◆ Supplied records:
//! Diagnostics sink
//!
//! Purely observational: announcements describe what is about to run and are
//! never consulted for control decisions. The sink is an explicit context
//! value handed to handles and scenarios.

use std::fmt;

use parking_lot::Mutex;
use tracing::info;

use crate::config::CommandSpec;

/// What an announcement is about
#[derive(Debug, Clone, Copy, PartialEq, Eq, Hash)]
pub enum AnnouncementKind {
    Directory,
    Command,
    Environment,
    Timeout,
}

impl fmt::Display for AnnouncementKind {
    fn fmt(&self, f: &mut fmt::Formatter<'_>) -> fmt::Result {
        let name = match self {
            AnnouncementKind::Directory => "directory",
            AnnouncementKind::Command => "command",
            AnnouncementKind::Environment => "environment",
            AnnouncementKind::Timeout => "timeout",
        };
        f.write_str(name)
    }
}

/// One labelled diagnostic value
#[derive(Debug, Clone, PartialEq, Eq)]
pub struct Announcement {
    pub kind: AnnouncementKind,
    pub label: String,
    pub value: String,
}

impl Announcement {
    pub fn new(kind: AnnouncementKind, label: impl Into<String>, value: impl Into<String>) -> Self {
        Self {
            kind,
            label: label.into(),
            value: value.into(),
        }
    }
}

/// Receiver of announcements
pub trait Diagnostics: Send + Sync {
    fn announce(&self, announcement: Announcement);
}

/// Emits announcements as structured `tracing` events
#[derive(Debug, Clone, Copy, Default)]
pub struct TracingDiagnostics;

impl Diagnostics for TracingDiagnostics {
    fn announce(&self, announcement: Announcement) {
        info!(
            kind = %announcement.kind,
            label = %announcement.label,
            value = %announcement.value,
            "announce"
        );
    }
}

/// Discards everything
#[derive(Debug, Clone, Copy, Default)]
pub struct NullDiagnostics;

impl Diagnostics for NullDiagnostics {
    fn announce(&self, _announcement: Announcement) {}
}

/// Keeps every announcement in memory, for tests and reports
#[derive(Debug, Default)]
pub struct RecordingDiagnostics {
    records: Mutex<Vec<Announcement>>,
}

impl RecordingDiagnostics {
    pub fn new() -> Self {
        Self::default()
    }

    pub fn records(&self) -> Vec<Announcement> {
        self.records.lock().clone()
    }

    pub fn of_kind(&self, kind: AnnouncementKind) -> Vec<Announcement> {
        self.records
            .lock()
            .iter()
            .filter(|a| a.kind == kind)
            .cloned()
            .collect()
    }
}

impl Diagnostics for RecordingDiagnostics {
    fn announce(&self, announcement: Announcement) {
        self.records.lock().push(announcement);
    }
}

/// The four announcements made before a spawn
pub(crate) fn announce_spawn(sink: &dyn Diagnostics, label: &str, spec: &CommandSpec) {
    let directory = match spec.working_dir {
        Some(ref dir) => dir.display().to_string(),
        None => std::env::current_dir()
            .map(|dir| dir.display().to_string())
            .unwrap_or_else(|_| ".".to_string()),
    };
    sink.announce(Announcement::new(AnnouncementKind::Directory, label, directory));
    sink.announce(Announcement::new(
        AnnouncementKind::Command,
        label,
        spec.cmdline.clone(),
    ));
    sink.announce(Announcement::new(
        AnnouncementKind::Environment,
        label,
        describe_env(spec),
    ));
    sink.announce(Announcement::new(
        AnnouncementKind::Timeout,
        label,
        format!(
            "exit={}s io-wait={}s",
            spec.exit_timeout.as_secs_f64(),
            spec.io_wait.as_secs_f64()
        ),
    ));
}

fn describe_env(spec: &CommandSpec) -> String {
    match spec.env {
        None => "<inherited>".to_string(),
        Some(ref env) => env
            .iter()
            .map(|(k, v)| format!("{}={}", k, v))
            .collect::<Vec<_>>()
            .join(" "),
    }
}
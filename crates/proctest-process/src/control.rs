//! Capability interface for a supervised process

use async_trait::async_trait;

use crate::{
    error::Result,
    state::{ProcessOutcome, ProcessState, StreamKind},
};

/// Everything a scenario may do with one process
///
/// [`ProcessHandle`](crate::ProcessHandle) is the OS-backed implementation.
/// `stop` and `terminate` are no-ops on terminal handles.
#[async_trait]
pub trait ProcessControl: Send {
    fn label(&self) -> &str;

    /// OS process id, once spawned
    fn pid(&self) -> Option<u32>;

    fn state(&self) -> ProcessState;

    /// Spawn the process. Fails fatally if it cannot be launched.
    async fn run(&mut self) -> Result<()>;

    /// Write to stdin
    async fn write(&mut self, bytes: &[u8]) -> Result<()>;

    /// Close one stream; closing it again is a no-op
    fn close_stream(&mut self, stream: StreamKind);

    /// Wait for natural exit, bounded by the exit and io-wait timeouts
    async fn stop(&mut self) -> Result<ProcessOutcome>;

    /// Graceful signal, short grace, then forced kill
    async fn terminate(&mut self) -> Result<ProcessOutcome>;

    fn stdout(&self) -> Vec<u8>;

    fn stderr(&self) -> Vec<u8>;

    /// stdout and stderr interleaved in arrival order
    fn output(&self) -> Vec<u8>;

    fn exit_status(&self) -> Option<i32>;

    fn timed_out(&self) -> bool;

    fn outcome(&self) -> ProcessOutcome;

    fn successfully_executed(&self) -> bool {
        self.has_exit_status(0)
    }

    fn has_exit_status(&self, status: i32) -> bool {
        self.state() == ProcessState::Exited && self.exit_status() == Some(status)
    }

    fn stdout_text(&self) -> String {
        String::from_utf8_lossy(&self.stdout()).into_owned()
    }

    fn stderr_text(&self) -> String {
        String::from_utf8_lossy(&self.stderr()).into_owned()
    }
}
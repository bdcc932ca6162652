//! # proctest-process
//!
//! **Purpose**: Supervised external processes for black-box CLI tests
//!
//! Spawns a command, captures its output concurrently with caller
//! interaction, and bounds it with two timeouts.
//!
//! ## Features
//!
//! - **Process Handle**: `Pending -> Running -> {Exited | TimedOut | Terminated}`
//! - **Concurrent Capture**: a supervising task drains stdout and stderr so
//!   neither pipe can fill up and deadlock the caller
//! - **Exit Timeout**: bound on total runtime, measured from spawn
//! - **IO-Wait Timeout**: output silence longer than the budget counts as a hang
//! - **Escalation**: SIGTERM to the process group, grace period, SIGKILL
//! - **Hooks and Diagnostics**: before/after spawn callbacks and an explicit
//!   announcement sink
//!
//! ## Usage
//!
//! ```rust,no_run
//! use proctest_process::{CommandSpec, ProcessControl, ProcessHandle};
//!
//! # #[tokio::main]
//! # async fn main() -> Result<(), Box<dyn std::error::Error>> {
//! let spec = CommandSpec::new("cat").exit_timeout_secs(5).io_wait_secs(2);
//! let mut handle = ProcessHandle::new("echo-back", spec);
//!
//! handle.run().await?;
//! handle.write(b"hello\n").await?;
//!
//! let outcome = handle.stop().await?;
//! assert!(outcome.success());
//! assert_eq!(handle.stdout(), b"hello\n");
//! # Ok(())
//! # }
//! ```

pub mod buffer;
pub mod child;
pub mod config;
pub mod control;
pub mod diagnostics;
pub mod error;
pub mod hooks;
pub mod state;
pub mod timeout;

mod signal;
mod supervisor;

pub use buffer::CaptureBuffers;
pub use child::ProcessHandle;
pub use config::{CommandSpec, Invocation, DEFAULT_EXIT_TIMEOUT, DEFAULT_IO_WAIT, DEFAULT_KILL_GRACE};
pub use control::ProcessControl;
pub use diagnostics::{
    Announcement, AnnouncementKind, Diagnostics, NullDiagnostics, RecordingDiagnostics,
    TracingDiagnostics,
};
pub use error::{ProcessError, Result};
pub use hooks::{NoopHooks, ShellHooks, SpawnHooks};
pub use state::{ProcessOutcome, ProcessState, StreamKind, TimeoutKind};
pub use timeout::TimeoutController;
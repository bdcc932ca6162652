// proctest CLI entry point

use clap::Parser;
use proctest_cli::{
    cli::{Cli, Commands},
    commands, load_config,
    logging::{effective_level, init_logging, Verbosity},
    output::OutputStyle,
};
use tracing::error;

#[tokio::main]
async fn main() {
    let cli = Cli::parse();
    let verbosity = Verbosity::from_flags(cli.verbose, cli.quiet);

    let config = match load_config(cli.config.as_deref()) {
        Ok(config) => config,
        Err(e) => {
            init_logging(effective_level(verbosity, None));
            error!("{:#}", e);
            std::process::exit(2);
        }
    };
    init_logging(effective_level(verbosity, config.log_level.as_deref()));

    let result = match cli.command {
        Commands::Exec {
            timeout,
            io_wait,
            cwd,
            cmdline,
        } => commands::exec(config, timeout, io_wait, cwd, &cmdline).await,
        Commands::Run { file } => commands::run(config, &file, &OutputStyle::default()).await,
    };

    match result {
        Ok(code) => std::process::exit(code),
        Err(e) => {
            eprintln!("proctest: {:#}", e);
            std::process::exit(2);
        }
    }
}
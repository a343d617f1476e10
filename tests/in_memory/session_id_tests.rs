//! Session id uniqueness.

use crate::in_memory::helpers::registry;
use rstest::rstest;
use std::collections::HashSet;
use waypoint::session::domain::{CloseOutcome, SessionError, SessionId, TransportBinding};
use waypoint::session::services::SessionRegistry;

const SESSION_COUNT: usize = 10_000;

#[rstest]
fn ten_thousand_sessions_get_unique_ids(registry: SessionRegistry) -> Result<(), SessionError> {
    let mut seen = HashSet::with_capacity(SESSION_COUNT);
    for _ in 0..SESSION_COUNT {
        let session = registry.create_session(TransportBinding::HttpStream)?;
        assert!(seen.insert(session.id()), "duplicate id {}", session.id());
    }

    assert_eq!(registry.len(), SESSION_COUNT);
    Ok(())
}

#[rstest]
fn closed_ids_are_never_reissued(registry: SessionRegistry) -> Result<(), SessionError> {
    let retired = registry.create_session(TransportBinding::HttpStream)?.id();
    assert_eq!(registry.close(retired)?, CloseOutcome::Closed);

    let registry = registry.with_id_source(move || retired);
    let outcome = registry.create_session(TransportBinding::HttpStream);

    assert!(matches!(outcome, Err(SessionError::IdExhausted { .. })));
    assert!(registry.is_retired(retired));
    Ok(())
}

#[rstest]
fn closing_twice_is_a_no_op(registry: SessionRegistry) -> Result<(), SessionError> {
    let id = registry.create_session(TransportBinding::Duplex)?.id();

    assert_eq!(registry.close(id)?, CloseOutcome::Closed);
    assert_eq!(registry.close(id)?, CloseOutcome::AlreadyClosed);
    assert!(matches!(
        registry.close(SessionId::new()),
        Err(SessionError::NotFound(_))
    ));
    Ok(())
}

◆ Problem to solve: Across the data above, how many lines include the word "SessionError"? Give only the count.

◆ Response area: 6